Margarethe und Ernst Schreivogel am Tag ihrer Diamantenen Hochzeit mit Bürgermeister Josef Mayr (rechts). Foto: Läufle

Auf eine lange gemeinsame Zeit mit Höhen und Tiefen blickten Margarethe und Ernst Schreivogel vergangene Woche zurück. Am 16. April 1947 hatten sich die beiden kennen und lieben gelernt, vier Jahre später folgte die Hochzeit. Am Donnerstag feierten die beiden ihre Diamantene Hochzeit.

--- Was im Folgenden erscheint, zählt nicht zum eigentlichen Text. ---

//! Pipeline orchestrator: runs every extractor over one document.

use std::sync::Arc;
use std::time::Instant;

use tracing::{debug, info};

use crate::classify::DocumentClassifier;
use crate::error::AnalysisError;
use crate::models::analysis::{AnalysisResult, SeniorityTier};
use crate::models::config::ExtractionConfig;
use crate::pdf::{PdfExtractor, PdfProcessor};

use super::rules::{
    contact::{extract_email, extract_phone},
    dates::CalendarPoint,
    EducationExtractor, EntityRecognizer, ExperienceAggregator, ExperienceEstimate, NameResolver,
    SkillExtractor,
};
use super::{ResumeInput, Result};

/// Resume analyzer holding the shared classifier and extractor settings.
///
/// Cheap to clone; the classifier is shared, never copied.
#[derive(Clone)]
pub struct ResumeAnalyzer {
    classifier: Arc<dyn DocumentClassifier>,
    names: NameResolver,
    skills: SkillExtractor,
    education: EducationExtractor,
    experience: ExperienceAggregator,
    preview_chars: usize,
}

impl ResumeAnalyzer {
    /// Create an analyzer with default extraction settings.
    pub fn new(classifier: Arc<dyn DocumentClassifier>) -> Self {
        Self::from_config(classifier, &ExtractionConfig::default())
    }

    /// Create an analyzer from extraction configuration.
    pub fn from_config(classifier: Arc<dyn DocumentClassifier>, config: &ExtractionConfig) -> Self {
        Self {
            classifier,
            names: NameResolver::default(),
            skills: SkillExtractor::new().with_extra_skills(&config.extra_skills),
            education: EducationExtractor::new().with_limit(config.education_limit),
            experience: ExperienceAggregator::new(),
            preview_chars: config.preview_chars,
        }
    }

    /// Use a named-entity recognizer for candidate names.
    pub fn with_recognizer(mut self, recognizer: Arc<dyn EntityRecognizer>) -> Self {
        self.names = NameResolver::new(recognizer);
        self
    }

    /// Freeze the month "present" resolves to.
    pub fn with_now(mut self, now: CalendarPoint) -> Self {
        self.experience = self.experience.with_now(now);
        self
    }

    /// Labels the classifier can predict.
    pub fn labels(&self) -> Vec<String> {
        self.classifier.labels()
    }

    /// Decode and analyze one input.
    pub fn analyze(&self, input: &ResumeInput) -> Result<AnalysisResult> {
        debug!("Analyzing {}", input.describe());

        match input {
            ResumeInput::Pdf { bytes, .. } => {
                let text = decode_pdf(bytes)?;
                self.analyze_text(&text)
            }
            ResumeInput::Text(text) => self.analyze_text(text),
        }
    }

    /// Analyze plain resume text.
    pub fn analyze_text(&self, text: &str) -> Result<AnalysisResult> {
        let start = Instant::now();

        if text.trim().is_empty() {
            return Err(AnalysisError::EmptyText);
        }

        info!("Analyzing resume from {} characters of text", text.len());

        let estimate = self.estimate_experience(text);
        let classification = self.classifier.classify(text)?;

        let result = AnalysisResult {
            name: self.names.resolve(text),
            email: extract_email(text),
            phone: extract_phone(text),
            skills: self.skills.extract(text),
            education: self.education.extract(text),
            experience_years: estimate.years,
            experience_level: SeniorityTier::from_years(estimate.years),
            classification: classification.label,
            confidence: classification.confidence,
            raw_text: text.chars().take(self.preview_chars).collect(),
        };

        info!(
            "Analysis complete: {} ({:.3}), {} years, {} skills in {}ms",
            result.classification,
            result.confidence,
            result.experience_years,
            result.skills.len(),
            start.elapsed().as_millis()
        );

        Ok(result)
    }

    /// Experience estimate with its derivation method and periods.
    pub fn estimate_experience(&self, text: &str) -> ExperienceEstimate {
        let estimate = self.experience.aggregate(text);
        debug!(
            "Experience {} years via {:?} ({} periods)",
            estimate.years,
            estimate.method,
            estimate.periods.len()
        );
        estimate
    }
}

fn decode_pdf(bytes: &[u8]) -> Result<String> {
    let mut extractor = PdfExtractor::new();
    extractor.load(bytes)?;
    debug!("Decoding PDF with {} pages", extractor.page_count());
    Ok(extractor.extract_text()?)
}

#[cfg(test)]
mod tests {
    use super::*;
    use crate::classify::Classification;
    use crate::error::ModelError;
    use crate::resume::rules::name::Entity;
    use pretty_assertions::assert_eq;

    struct FixedClassifier;

    impl DocumentClassifier for FixedClassifier {
        fn classify(&self, _text: &str) -> std::result::Result<Classification, ModelError> {
            Ok(Classification {
                label: "Data Science".to_string(),
                confidence: 0.87,
            })
        }

        fn labels(&self) -> Vec<String> {
            vec!["Data Science".to_string()]
        }
    }

    struct BrokenClassifier;

    impl DocumentClassifier for BrokenClassifier {
        fn classify(&self, _text: &str) -> std::result::Result<Classification, ModelError> {
            Err(ModelError::Inconsistent("no scores".to_string()))
        }

        fn labels(&self) -> Vec<String> {
            Vec::new()
        }
    }

    const RESUME: &str = "Jane Q Doe
jane.doe@example.com | +1 (555) 123-4567
Data Scientist, Acme Jan 2020 - Present
Built models with Python, pandas and scikit-learn.
Master of Science in Statistics, State University.
";

    fn analyzer() -> ResumeAnalyzer {
        ResumeAnalyzer::new(Arc::new(FixedClassifier))
            .with_now(CalendarPoint::new(2023, 3).unwrap())
    }

    #[test]
    fn test_full_analysis() {
        let result = analyzer().analyze_text(RESUME).unwrap();

        assert_eq!(result.name.as_deref(), Some("Jane Q Doe"));
        assert_eq!(result.email.as_deref(), Some("jane.doe@example.com"));
        assert_eq!(result.phone.as_deref(), Some("+1 (555) 123-4567"));
        assert!(result.skills.contains("PYTHON"));
        assert!(result.skills.contains("PANDAS"));
        assert!(result.skills.contains("SCIKIT-LEARN"));
        assert_eq!(
            result.education,
            vec!["master of science in statistics, state university."]
        );
        assert_eq!(result.experience_years, 3.2);
        assert_eq!(result.experience_level, SeniorityTier::Mid);
        assert_eq!(result.classification, "Data Science");
        assert_eq!(result.confidence, 0.87);
        assert_eq!(result.raw_text, RESUME);
    }

    #[test]
    fn test_empty_text_is_rejected() {
        for text in ["", "   \n\t "] {
            let err = analyzer().analyze_text(text).unwrap_err();
            assert!(matches!(err, AnalysisError::EmptyText));
            assert!(err.is_client_error());
        }
    }

    #[test]
    fn test_misses_still_produce_result() {
        let result = analyzer().analyze_text("a b c d e f").unwrap();
        assert_eq!(result.name, None);
        assert_eq!(result.email, None);
        assert!(result.skills.is_empty());
        assert!(result.education.is_empty());
        assert_eq!(result.experience_years, 0.0);
        assert_eq!(result.experience_level, SeniorityTier::Junior);
    }

    #[test]
    fn test_preview_is_truncated_by_chars() {
        let config = ExtractionConfig {
            preview_chars: 3,
            ..ExtractionConfig::default()
        };
        let analyzer = ResumeAnalyzer::from_config(Arc::new(FixedClassifier), &config);
        let result = analyzer.analyze_text("Zoë Łukasz").unwrap();
        assert_eq!(result.raw_text, "Zoë");
    }

    #[test]
    fn test_recognizer_overrides_first_line() {
        let recognizer = |text: &str| {
            let start = text.find("Ada").unwrap_or(0);
            vec![Entity::person(start..start + 12)]
        };
        let result = analyzer()
            .with_recognizer(Arc::new(recognizer))
            .analyze_text("Curriculum Vitae\nAda Lovelace, analyst")
            .unwrap();
        assert_eq!(result.name.as_deref(), Some("Ada Lovelace"));
    }

    #[test]
    fn test_classifier_failure_is_server_error() {
        let err = ResumeAnalyzer::new(Arc::new(BrokenClassifier))
            .analyze_text(RESUME)
            .unwrap_err();
        assert!(matches!(err, AnalysisError::Model(_)));
        assert!(!err.is_client_error());
    }

    #[test]
    fn test_text_input_analysis() {
        let input = ResumeInput::Text(RESUME.to_string());
        let result = analyzer().analyze(&input).unwrap();
        assert_eq!(result.experience_years, 3.2);
    }

    #[test]
    fn test_invalid_pdf_is_client_error() {
        let input = ResumeInput::Pdf {
            filename: "cv.pdf".to_string(),
            bytes: b"not a pdf".to_vec(),
        };
        let err = analyzer().analyze(&input).unwrap_err();
        assert!(matches!(err, AnalysisError::Pdf(_)));
        assert!(err.is_client_error());
    }

    fn blank_pdf() -> Vec<u8> {
        use lopdf::{dictionary, Document, Object, Stream};

        let mut doc = Document::with_version("1.5");
        let pages_id = doc.new_object_id();
        let content_id = doc.add_object(Stream::new(dictionary! {}, Vec::new()));
        let page_id = doc.add_object(dictionary! {
            "Type" => "Page",
            "Parent" => pages_id,
            "Contents" => content_id,
            "Resources" => dictionary! {},
            "MediaBox" => vec![0.into(), 0.into(), 595.into(), 842.into()],
        });
        doc.objects.insert(
            pages_id,
            Object::Dictionary(dictionary! {
                "Type" => "Pages",
                "Kids" => vec![page_id.into()],
                "Count" => 1,
            }),
        );
        let catalog_id = doc.add_object(dictionary! {
            "Type" => "Catalog",
            "Pages" => pages_id,
        });
        doc.trailer.set("Root", catalog_id);

        let mut bytes = Vec::new();
        doc.save_to(&mut bytes).unwrap();
        bytes
    }

    #[test]
    fn test_pdf_without_text_is_rejected() {
        let input = ResumeInput::Pdf {
            filename: "blank.pdf".to_string(),
            bytes: blank_pdf(),
        };
        let err = analyzer().analyze(&input).unwrap_err();
        assert!(matches!(err, AnalysisError::EmptyText));
        assert!(err.is_client_error());
    }
}
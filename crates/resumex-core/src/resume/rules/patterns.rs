//! Common regex patterns for resume extraction.

use lazy_static::lazy_static;
use regex::Regex;

lazy_static! {
    // Two date-like runs around a spaced hyphen, en dash or em dash: "Jan 2020 - Present"
    pub static ref DATE_RANGE: Regex = Regex::new(
        r"([A-Za-z0-9 ,./-]{4,})\s[-–—]\s([A-Za-z0-9 ,./-]{4,})"
    ).unwrap();

    // Fallback phrase, matched against lower-cased text: "3.5 years"
    pub static ref STATED_YEARS: Regex = Regex::new(
        r"([0-9]+(?:\.[0-9]+)?)\s+years"
    ).unwrap();

    // Numeric dates: MM/DD/YYYY, DD.MM.YYYY
    pub static ref DATE_NUMERIC_FULL: Regex = Regex::new(
        r"\b([0-9]{1,2})[-/.]([0-9]{1,2})[-/.]([0-9]{4})\b"
    ).unwrap();

    // ISO-like: 2019-03, 2019/03/15
    pub static ref DATE_YEAR_MONTH: Regex = Regex::new(
        r"\b([0-9]{4})[-/.]([0-9]{1,2})(?:[-/.]([0-9]{1,2}))?\b"
    ).unwrap();

    // Month first: 03/2019
    pub static ref DATE_MONTH_YEAR: Regex = Regex::new(
        r"\b([0-9]{1,2})[-/.]([0-9]{4})\b"
    ).unwrap();

    // Month names: "March 2021", "Jan. 15, 2020", "Sept '19"
    pub static ref DATE_MONTH_NAME: Regex = Regex::new(
        r"(?i)\b(january|february|march|april|may|june|july|august|september|october|november|december|jan|feb|mar|apr|jun|jul|aug|sept|sep|oct|nov|dec)\.?,?\s*(?:([0-9]{1,2})(?:st|nd|rd|th)?,?\s+)?([0-9]{4}|'[0-9]{2})\b"
    ).unwrap();

    // Bare year: 2018
    pub static ref DATE_YEAR: Regex = Regex::new(
        r"\b(19[0-9]{2}|20[0-9]{2})\b"
    ).unwrap();

    // Email pattern
    pub static ref EMAIL: Regex = Regex::new(
        r"[a-zA-Z0-9+_.-]+@[a-zA-Z0-9.-]+\.[a-zA-Z]{2,}"
    ).unwrap();

    // Phone pattern: optional +, 8+ characters of digits and separators, digit at both ends
    pub static ref PHONE: Regex = Regex::new(
        r"\+?[0-9][0-9\s\-().]{6,}[0-9]"
    ).unwrap();
}
//! Date interpretation for resume date ranges.
//!
//! Fragments are free text ("Senior Engineer, Acme Jan 2020", "2019-03",
//! "Present"). Interpretation resolves them to a year and month, marks them
//! as open-ended, or gives up. It never fails loudly.

use std::fmt;

use chrono::{Datelike, Local, NaiveDate};
use regex::Captures;
use serde::{Deserialize, Serialize};

use super::patterns::{
    DATE_MONTH_NAME, DATE_MONTH_YEAR, DATE_NUMERIC_FULL, DATE_YEAR, DATE_YEAR_MONTH,
};

/// Literal endpoint tokens meaning "ongoing".
pub const OPEN_ENDED_TOKENS: [&str; 3] = ["present", "current", "today"];

/// A calendar point at month granularity.
#[derive(Debug, Clone, Copy, PartialEq, Eq, PartialOrd, Ord, Hash, Serialize, Deserialize)]
pub struct CalendarPoint {
    pub year: i32,
    pub month: u32,
}

impl CalendarPoint {
    /// Create a point, rejecting months outside 1-12.
    pub fn new(year: i32, month: u32) -> Option<Self> {
        (1..=12).contains(&month).then_some(Self { year, month })
    }

    /// The current month on the local wall clock.
    pub fn today() -> Self {
        Self::from_date(Local::now().date_naive())
    }

    pub fn from_date(date: NaiveDate) -> Self {
        Self {
            year: date.year(),
            month: date.month(),
        }
    }

    /// Signed number of whole months from `self` to `end`.
    pub fn months_until(&self, end: CalendarPoint) -> i64 {
        (end.year as i64 - self.year as i64) * 12 + (end.month as i64 - self.month as i64)
    }
}

impl fmt::Display for CalendarPoint {
    fn fmt(&self, f: &mut fmt::Formatter<'_>) -> fmt::Result {
        write!(f, "{:04}-{:02}", self.year, self.month)
    }
}

/// Outcome of interpreting one fragment.
#[derive(Debug, Clone, Copy, PartialEq, Eq)]
pub enum DateResolution {
    /// The fragment names a calendar month.
    Resolved(CalendarPoint),
    /// The fragment is one of the "present" tokens.
    OpenEnded,
    /// Nothing date-like was found.
    Unresolved,
}

impl DateResolution {
    pub fn point(&self) -> Option<CalendarPoint> {
        match self {
            DateResolution::Resolved(point) => Some(*point),
            _ => None,
        }
    }
}

/// Interpret a free-text fragment.
pub fn interpret(fragment: &str) -> DateResolution {
    if is_open_ended(fragment) {
        return DateResolution::OpenEnded;
    }

    match parse_fuzzy(fragment) {
        Some(point) => DateResolution::Resolved(point),
        None => DateResolution::Unresolved,
    }
}

/// Whether the trimmed fragment is exactly "present", "current" or "today".
pub fn is_open_ended(fragment: &str) -> bool {
    let token = fragment.trim().to_lowercase();
    OPEN_ENDED_TOKENS.contains(&token.as_str())
}

/// Find the leftmost date mention in a fragment, skipping surrounding words.
///
/// When several patterns match at the same position the more specific one
/// wins (a full date over a year-month over a bare year). A bare year
/// resolves to January.
pub fn parse_fuzzy(fragment: &str) -> Option<CalendarPoint> {
    let candidates = [
        first_valid(DATE_NUMERIC_FULL.captures_iter(fragment), numeric_full),
        first_valid(DATE_YEAR_MONTH.captures_iter(fragment), year_month),
        first_valid(DATE_MONTH_NAME.captures_iter(fragment), month_name),
        first_valid(DATE_MONTH_YEAR.captures_iter(fragment), month_year),
        first_valid(DATE_YEAR.captures_iter(fragment), bare_year),
    ];

    candidates
        .into_iter()
        .enumerate()
        .filter_map(|(rank, found)| found.map(|(start, point)| (start, rank, point)))
        .min_by_key(|(start, rank, _)| (*start, *rank))
        .map(|(_, _, point)| point)
}

fn first_valid<'t>(
    captures: impl Iterator<Item = Captures<'t>>,
    convert: fn(&Captures<'t>) -> Option<CalendarPoint>,
) -> Option<(usize, CalendarPoint)> {
    captures
        .filter_map(|caps| {
            let start = caps.get(0)?.start();
            convert(&caps).map(|point| (start, point))
        })
        .next()
}

fn numeric_full(caps: &Captures<'_>) -> Option<CalendarPoint> {
    let first: u32 = caps[1].parse().ok()?;
    let second: u32 = caps[2].parse().ok()?;
    let year: i32 = caps[3].parse().ok()?;

    // Month first unless that cannot be a month
    let (month, day) = if first <= 12 { (first, second) } else { (second, first) };
    NaiveDate::from_ymd_opt(year, month, day).map(CalendarPoint::from_date)
}

fn year_month(caps: &Captures<'_>) -> Option<CalendarPoint> {
    let year: i32 = caps[1].parse().ok()?;
    let month: u32 = caps[2].parse().ok()?;

    if let Some(day) = caps.get(3) {
        let day: u32 = day.as_str().parse().ok()?;
        return NaiveDate::from_ymd_opt(year, month, day).map(CalendarPoint::from_date);
    }

    CalendarPoint::new(year, month)
}

fn month_year(caps: &Captures<'_>) -> Option<CalendarPoint> {
    let month: u32 = caps[1].parse().ok()?;
    let year: i32 = caps[2].parse().ok()?;
    CalendarPoint::new(year, month)
}

fn month_name(caps: &Captures<'_>) -> Option<CalendarPoint> {
    let month = month_to_number(&caps[1])?;
    let year = parse_year(&caps[3])?;

    if let Some(day) = caps.get(2) {
        let day: u32 = day.as_str().parse().ok()?;
        NaiveDate::from_ymd_opt(year, month, day)?;
    }

    CalendarPoint::new(year, month)
}

// No month given: January, so the result never depends on today's date.
fn bare_year(caps: &Captures<'_>) -> Option<CalendarPoint> {
    let year: i32 = caps[1].parse().ok()?;
    CalendarPoint::new(year, 1)
}

fn parse_year(s: &str) -> Option<i32> {
    match s.strip_prefix('\'') {
        // Two-digit year: assume 2000s for 00-50, 1900s for 51-99
        Some(short) => {
            let year: i32 = short.parse().ok()?;
            Some(if year <= 50 { 2000 + year } else { 1900 + year })
        }
        None => s.parse().ok(),
    }
}

fn month_to_number(month: &str) -> Option<u32> {
    let month = month.to_lowercase();
    let number = match month.get(..3)? {
        "jan" => 1,
        "feb" => 2,
        "mar" => 3,
        "apr" => 4,
        "may" => 5,
        "jun" => 6,
        "jul" => 7,
        "aug" => 8,
        "sep" => 9,
        "oct" => 10,
        "nov" => 11,
        "dec" => 12,
        _ => return None,
    };
    Some(number)
}
//! WASM bindings for resume analysis.
//!
//! This crate provides WebAssembly bindings for use in browsers and Node.js.

use std::sync::Arc;

use wasm_bindgen::prelude::*;

use resumex_core::resume::rules::{self, CalendarPoint, ExperienceAggregator};
use resumex_core::{ResumeInput, SeniorityTier, TfidfClassifier};

/// Initialize panic hook for better error messages in console.
#[wasm_bindgen(start)]
pub fn init() {
    #[cfg(feature = "console_error_panic_hook")]
    console_error_panic_hook::set_once();
}

/// Version information.
#[wasm_bindgen]
pub fn version() -> String {
    env!("CARGO_PKG_VERSION").to_string()
}

/// First email address in the text.
#[wasm_bindgen]
pub fn extract_email(text: &str) -> Option<String> {
    rules::extract_email(text)
}

/// First phone number in the text.
#[wasm_bindgen]
pub fn extract_phone(text: &str) -> Option<String> {
    rules::extract_phone(text)
}

/// Upper-cased skills found in the text, sorted.
#[wasm_bindgen]
pub fn extract_skills(text: &str) -> Result<JsValue, JsValue> {
    serde_wasm_bindgen::to_value(&rules::extract_skills(text))
        .map_err(|e| JsValue::from_str(&e.to_string()))
}

/// Years of experience, with "present" resolved against the current month.
#[wasm_bindgen]
pub fn estimate_experience(text: &str) -> f64 {
    ExperienceAggregator::new().aggregate(text).years
}

/// Years of experience with "present" fixed to the given month.
#[wasm_bindgen]
pub fn estimate_experience_at(text: &str, year: i32, month: u32) -> Result<f64, JsValue> {
    let now = CalendarPoint::new(year, month)
        .ok_or_else(|| JsValue::from_str(&format!("invalid month: {}", month)))?;
    Ok(ExperienceAggregator::new().with_now(now).aggregate(text).years)
}

/// Seniority tier ("Junior", "Mid" or "Senior") for a number of years.
#[wasm_bindgen]
pub fn experience_level(years: f64) -> String {
    SeniorityTier::from_years(years).to_string()
}

/// Resume analyzer class for browser use.
///
/// Built once from the three model artifacts and reused for every document.
#[wasm_bindgen]
pub struct ResumeAnalyzer {
    inner: resumex_core::ResumeAnalyzer,
}

#[wasm_bindgen]
impl ResumeAnalyzer {
    /// Create an analyzer from the vectorizer, classifier and label encoder JSON.
    #[wasm_bindgen(constructor)]
    pub fn new(vectorizer: &str, classifier: &str, labels: &str) -> Result<ResumeAnalyzer, JsValue> {
        let model = TfidfClassifier::from_json(vectorizer, classifier, labels)
            .map_err(|e| JsValue::from_str(&e.to_string()))?;

        Ok(Self {
            inner: resumex_core::ResumeAnalyzer::new(Arc::new(model)),
        })
    }

    /// Fix the month "present" resolves to.
    #[wasm_bindgen]
    pub fn set_now(&mut self, year: i32, month: u32) -> Result<(), JsValue> {
        let now = CalendarPoint::new(year, month)
            .ok_or_else(|| JsValue::from_str(&format!("invalid month: {}", month)))?;
        self.inner = self.inner.clone().with_now(now);
        Ok(())
    }

    /// Analyze plain resume text.
    #[wasm_bindgen]
    pub fn analyze_text(&self, text: &str) -> Result<JsValue, JsValue> {
        let input = ResumeInput::from_parts(None, Some(text.to_string()))
            .map_err(|e| JsValue::from_str(&e.to_string()))?;
        self.analyze(&input)
    }

    /// Analyze an uploaded PDF.
    #[wasm_bindgen]
    pub fn analyze_pdf(&self, filename: &str, bytes: &[u8]) -> Result<JsValue, JsValue> {
        let input = ResumeInput::from_parts(Some((filename.to_string(), bytes.to_vec())), None)
            .map_err(|e| JsValue::from_str(&e.to_string()))?;
        self.analyze(&input)
    }

    /// Labels the classifier can predict.
    #[wasm_bindgen]
    pub fn labels(&self) -> Result<JsValue, JsValue> {
        serde_wasm_bindgen::to_value(&self.inner.labels())
            .map_err(|e| JsValue::from_str(&e.to_string()))
    }
}

impl ResumeAnalyzer {
    fn analyze(&self, input: &ResumeInput) -> Result<JsValue, JsValue> {
        let result = self
            .inner
            .analyze(input)
            .map_err(|e| JsValue::from_str(&e.to_string()))?;

        serde_wasm_bindgen::to_value(&result).map_err(|e| JsValue::from_str(&e.to_string()))
    }
}
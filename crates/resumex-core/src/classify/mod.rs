//! Job-role classification.

mod linear;
mod model;
mod vectorizer;

pub use linear::{LogisticRegression, LogisticRegressionArtifact};
pub use model::{model_exists, LabelEncoder, TfidfClassifier};
pub use vectorizer::{Norm, SparseVector, TfidfVectorizer};

use serde::{Deserialize, Serialize};

use crate::error::ModelError;

/// Result type for classification operations.
pub type Result<T> = std::result::Result<T, ModelError>;

/// Predicted category with its probability.
#[derive(Debug, Clone, PartialEq, Serialize, Deserialize)]
pub struct Classification {
    pub label: String,
    /// Probability of `label` (0.0 - 1.0).
    pub confidence: f64,
}

/// Trait for document classifiers.
///
/// Implementations are loaded once and shared read-only between analyses.
pub trait DocumentClassifier: Send + Sync {
    /// Classify a whole document.
    fn classify(&self, text: &str) -> Result<Classification>;

    /// Every label the classifier can produce.
    fn labels(&self) -> Vec<String>;
}
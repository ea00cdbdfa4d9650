//! PDF processing module.

mod extractor;

pub use extractor::PdfExtractor;

use crate::error::PdfError;

/// Result type for PDF operations.
pub type Result<T> = std::result::Result<T, PdfError>;

/// Trait for PDF processing implementations.
pub trait PdfProcessor {
    /// Load a PDF from bytes.
    fn load(&mut self, data: &[u8]) -> Result<()>;

    /// Get the number of pages in the PDF.
    fn page_count(&self) -> u32;

    /// Extract text from the entire PDF.
    fn extract_text(&self) -> Result<String>;
}

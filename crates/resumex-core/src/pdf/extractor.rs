//! PDF text extraction using lopdf and pdf-extract.

use lopdf::Document;
use tracing::debug;

use super::{PdfProcessor, Result};
use crate::error::PdfError;

/// PDF text extractor using lopdf.
pub struct PdfExtractor {
    document: Option<Document>,
    raw_data: Vec<u8>,
}

impl PdfExtractor {
    /// Create a new PDF extractor.
    pub fn new() -> Self {
        Self {
            document: None,
            raw_data: Vec::new(),
        }
    }

    /// Whether a document has been loaded.
    pub fn is_loaded(&self) -> bool {
        self.document.is_some()
    }
}

impl Default for PdfExtractor {
    fn default() -> Self {
        Self::new()
    }
}

impl PdfProcessor for PdfExtractor {
    fn load(&mut self, data: &[u8]) -> Result<()> {
        let mut doc = Document::load_mem(data).map_err(|e| PdfError::Parse(e.to_string()))?;

        // Handle PDFs with empty password encryption
        if doc.is_encrypted() {
            if doc.decrypt("").is_err() {
                return Err(PdfError::Encrypted);
            }
            debug!("Decrypted PDF with empty password");

            // pdf_extract needs the decrypted bytes
            let mut decrypted_data = Vec::new();
            doc.save_to(&mut decrypted_data)
                .map_err(|e| PdfError::Parse(format!("Failed to save decrypted PDF: {}", e)))?;
            self.raw_data = decrypted_data;
        } else {
            self.raw_data = data.to_vec();
        }

        let page_count = doc.get_pages().len();
        if page_count == 0 {
            return Err(PdfError::NoPages);
        }

        debug!("Loaded PDF with {} pages", page_count);
        self.document = Some(doc);
        Ok(())
    }

    fn page_count(&self) -> u32 {
        self.document
            .as_ref()
            .map(|doc| doc.get_pages().len() as u32)
            .unwrap_or(0)
    }

    fn extract_text(&self) -> Result<String> {
        if self.document.is_none() {
            return Err(PdfError::Parse("No document loaded".to_string()));
        }

        let text = pdf_extract::extract_text_from_mem(&self.raw_data)
            .map_err(|e| PdfError::TextExtraction(e.to_string()))?;

        debug!("Extracted {} characters from PDF", text.len());
        Ok(text)
    }
}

Ein Tanzabend im Duracher Gasthaus „Zur Hehle“ am Ostersonntag 1947 war der Beginn einer großen Liebe. Danach trafen sich Margarethe und ihr Ernst immer wieder. Vier Jahre später, am 1. September 1951, traten die beiden in der Heilig-Geist-Kirche in Durach vor den Traualtar. Obwohl die Zeit damals gewiss nicht leicht war, erzählte das Jubelpaar von einer „schönen Hochzeit“, zu der die ganze Verwandtschaft gekommen war. Und von ihrem Mann bekam Margarethe ein ganz besonderes Geschenk: Der gelernte Bäcker zauberte für die Hochzeit eigens eine Torte. Da Ernst als Bäckermeister damals nur 36 Mark im Monat verdiente, wechselte er Mitte der 50er Jahre als Facharbeiter zur Bundesbahn. Der mittlerweile 82-Jährige arbeitete schließlich bis zu seinem Ruhestand insgesamt 33 Jahre bei der Bahn. Seine Frau ging ebenfalls arbeiten. Nachdem das Ehepaar in eine Wohnung am Ostbahnhof gezogen war, arbeitete sie viele Jahre als Fachverkäuferin in einer Bäckerei. In seiner Freizeit trieb Ernst Schreivogel sehr viel Sport. Er lief Marathons in ganz Europa und in Amerika (den letzten mit 72 Jahren) und machte 16 Jahre lang das Goldene Sportabzeichen. Auch die Berge hatten es ihm angetan: „Ich bin nicht nur auf die Allgäuer Berge gelaufen, sondern auch auf alle 4000er in Europa“, erzählte Ernst. Noch heute radelt er regelmäßig bei Senioren-Radtouren mit. „Das schönste an den 60 Jahren Ehe sind die Kinder“, meinte Margarethe gerührt. Zu den zwei Söhnen sind noch drei Enkel dazugekommen. „Unsere Enkel machen uns sehr viel Freude“, sagte die 83-Jährige stolz. Für die Zukunft wünschen sich Margarethe und Ernst, dass sie gesund bleiben und noch einige Jahre gemeinsam verbringen können. Dass sie das Leben auch weiterhin in vollen Zügen genießen können wünschte auch Bürgermeister Josef Mayr (CSU), der die Glückwünsche der Stadt überbrachte, dem Ehepaar. Mayr verbindet mit Ernst Schreivogel auch ein bestimmtes Datum. „Am 8. Januar 1984 haben Sie mit dem Sängerbund bei der Taufe meiner dritten Tochter gesungen“, so Mayr. Beim Sängerbund war Ernst 22 Jahre lang Notenwart.